In termini più generali, poi, credo che la questione delle carriere debba partire da una constatazione di fondo: esistono profonde differenze tra PM e giudice, che rendono il primo un esponente “ibrido” della giurisdizione. Sul piano strutturale, per esempio, mentre il giudice decide in assoluta solitudine, il pubblico ministero è parte di una organizzazione gerarchica dotata di formidabili mezzi, rappresenta un apparato che, come tutti gli apparati, ha le sue logiche e i suoi interessi, non per forza coincidenti con quelli della giurisdizione. Vi sono anche strutture semiautonome come le DDA, che sono collegate tra loro e con la DNA nazionale, e lavorano a stretto contatto coi vari corpi investigativi speciali. Non può dimenticarsi, inoltre, che le Procure stanno anche progressivamente assumendo un ruolo e un rilievo sempre più schiettamente politici. Le indagini e i loro tempi, certo, ma anche il fatto che esse costituiscono oggi la principale agenzia di stampa del Paese. E non tanto per l’anomalia delle  fughe di notizie, quanto per le ordinarie conferenze stampa che seguono ogni operazione. Sono queste oramai a riempire i giornali, a condannare e assolvere al posto delle sentenze, talvolta a fare e disfare governi, perfino a dettare in qualche modo l’agenda politica del Paese. 
 
Il secondo aspetto della diversità col giudice è di tipo “ideologico”. I PM interpretano sempre più il loro ruolo in termini di “lotta” e di “guerra” (alle mafie, al terrorismo, alla criminalità) e, come tali, diventano spesso vedette mediatiche, idoli dei partiti e dei gruppi che a questi valori si ispirano. Ma questi sono concetti che devono (o dovrebbero) essere totalmente estranei alla cultura del giudice, cui compete di condannare o assolvere l’imputato (chiunque esso sia) senza pregiudizi e solo sulla base delle prove in atti. 
 
Bisognerà un giorno affrontare il tema della “politicità” senza responsabilità politica delle Procure (sommessamente credo che il Procuratore debba essere eletto dal popolo).
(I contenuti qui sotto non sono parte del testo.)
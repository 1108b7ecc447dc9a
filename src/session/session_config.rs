use crate::domain::{CoordinateError, GeoCoordinate};
use std::collections::HashMap;
use thiserror::Error;
use tracing::debug;
use url::{Url, form_urlencoded};

pub const DEFAULT_OBJECT_HEIGHT_M: f64 = 1.0;
pub const DEFAULT_PLACEMENT_HEIGHT_M: f64 = 0.0;
const DEFAULT_DISPLAY_NAME: &str = "3D Model";

/// Everything a viewing session needs to know about its single target.
#[derive(Clone, Debug, PartialEq)]
pub struct SessionConfig {
    target: GeoCoordinate,
    object_height_m: f64,
    placement_height_m: f64,
    model_url: Option<String>,
    name: Option<String>,
    location_description: Option<String>,
}

impl SessionConfig {
    #[cfg(test)]
    pub fn new(target: GeoCoordinate) -> Self {
        SessionConfig {
            target,
            object_height_m: DEFAULT_OBJECT_HEIGHT_M,
            placement_height_m: DEFAULT_PLACEMENT_HEIGHT_M,
            model_url: None,
            name: None,
            location_description: None,
        }
    }

    /// Parses a share link (`https://host/ar-viewer.html?lat=..&lng=..`) or a bare query string.
    ///
    /// `lat` and `lng` are required, `height` defaults to 1 m and `placement` to 0 m.
    /// Any malformed number fails instead of reaching the placement math.
    pub fn parse(link: &str) -> Result<Self, ConfigurationError> {
        let link = link.trim();
        let params: HashMap<String, String> = if link.contains("://") {
            let url = Url::parse(link).map_err(|e| ConfigurationError::InvalidLink(e.to_string()))?;
            url.query_pairs().into_owned().collect()
        } else {
            form_urlencoded::parse(link.trim_start_matches('?').as_bytes()).into_owned().collect()
        };
        debug!(?params, "Parsed session parameters");

        let latitude = number(&params, "lat")?.ok_or(ConfigurationError::MissingParameter("lat"))?;
        let longitude = number(&params, "lng")?.ok_or(ConfigurationError::MissingParameter("lng"))?;
        let target = GeoCoordinate::new(latitude, longitude)?;

        let object_height_m = number(&params, "height")?.unwrap_or(DEFAULT_OBJECT_HEIGHT_M);
        if object_height_m <= 0.0 {
            return Err(ConfigurationError::MalformedParameter {
                name: "height",
                value: object_height_m.to_string(),
            });
        }

        let placement_height_m = number(&params, "placement")?.unwrap_or(DEFAULT_PLACEMENT_HEIGHT_M);

        Ok(SessionConfig {
            target,
            object_height_m,
            placement_height_m,
            model_url: text(&params, "model"),
            name: text(&params, "name"),
            location_description: text(&params, "location"),
        })
    }

    #[cfg(test)]
    pub fn with_object_height(mut self, object_height_m: f64) -> Self {
        self.object_height_m = object_height_m;
        self
    }

    #[cfg(test)]
    pub fn with_placement_height(mut self, placement_height_m: f64) -> Self {
        self.placement_height_m = placement_height_m;
        self
    }

    pub fn target(&self) -> &GeoCoordinate {
        &self.target
    }

    pub fn object_height_m(&self) -> f64 {
        self.object_height_m
    }

    pub fn placement_height_m(&self) -> f64 {
        self.placement_height_m
    }

    pub fn model_url(&self) -> Option<&str> {
        self.model_url.as_deref()
    }

    pub fn display_name(&self) -> &str {
        self.name.as_deref().unwrap_or(DEFAULT_DISPLAY_NAME)
    }

    pub fn location_label(&self) -> String {
        match &self.location_description {
            Some(description) => description.clone(),
            None => format!("Location: {}, {}", self.target.latitude(), self.target.longitude()),
        }
    }

    pub fn size_label(&self) -> String {
        format!("Size: {}m tall", self.object_height_m)
    }
}

fn number(params: &HashMap<String, String>, name: &'static str) -> Result<Option<f64>, ConfigurationError> {
    match params.get(name).map(|value| value.trim()) {
        None | Some("") => Ok(None),
        Some(value) => value
            .parse::<f64>()
            .ok()
            .filter(|parsed| parsed.is_finite())
            .map(Some)
            .ok_or_else(|| ConfigurationError::MalformedParameter {
                name,
                value: value.to_string(),
            }),
    }
}

fn text(params: &HashMap<String, String>, name: &str) -> Option<String> {
    params.get(name).map(|value| value.trim()).filter(|value| !value.is_empty()).map(str::to_string)
}

#[derive(Error, Debug, Clone, PartialEq)]
pub enum ConfigurationError {
    #[error("invalid session link: {0}")]
    InvalidLink(String),
    #[error("missing required parameter '{0}'")]
    MissingParameter(&'static str),
    #[error("malformed value '{value}' for parameter '{name}'")]
    MalformedParameter { name: &'static str, value: String },
    #[error("invalid target location: {0}")]
    InvalidTarget(#[from] CoordinateError),
    #[error("invalid setting '{name}': {value}")]
    InvalidSetting { name: &'static str, value: f64 },
}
Intanto, occorre adottare le cautele da subito possibili per tutelare la libertà del giudice dalla eccessiva vicinanza con un PM così forte e intriso di “politicità”. Separare le carriere deve servire allora a evitare, per esempio, che il giudice tenda a fidarsi più del Pm che dell’avvocato perché si tratta di un collega, perché ha la medesima formazione, partecipa ai suoi stessi convegni, milita nella stessa corrente. E soprattutto evitare che le logiche “ibride” delle Procure entrino di diritto nel CSM dei giudici, possano decidere della loro carriera, valutarne la professionalità, promuoverli o sanzionarli disciplinarmente. Evitare infine che questo tipo di PM possa andare in Cassazione e contribuire, con la sua cultura e la sua ideologia, alla formazione di quella giurisprudenza cui il giudice deve tendenzialmente uniformarsi.
 
Poche e semplici ragioni, niente più che l’essenza della separazione e dell’equilibrio tra poteri, troppo importanti, però, perché possano essere sacrificati agli interessi di una corporazione.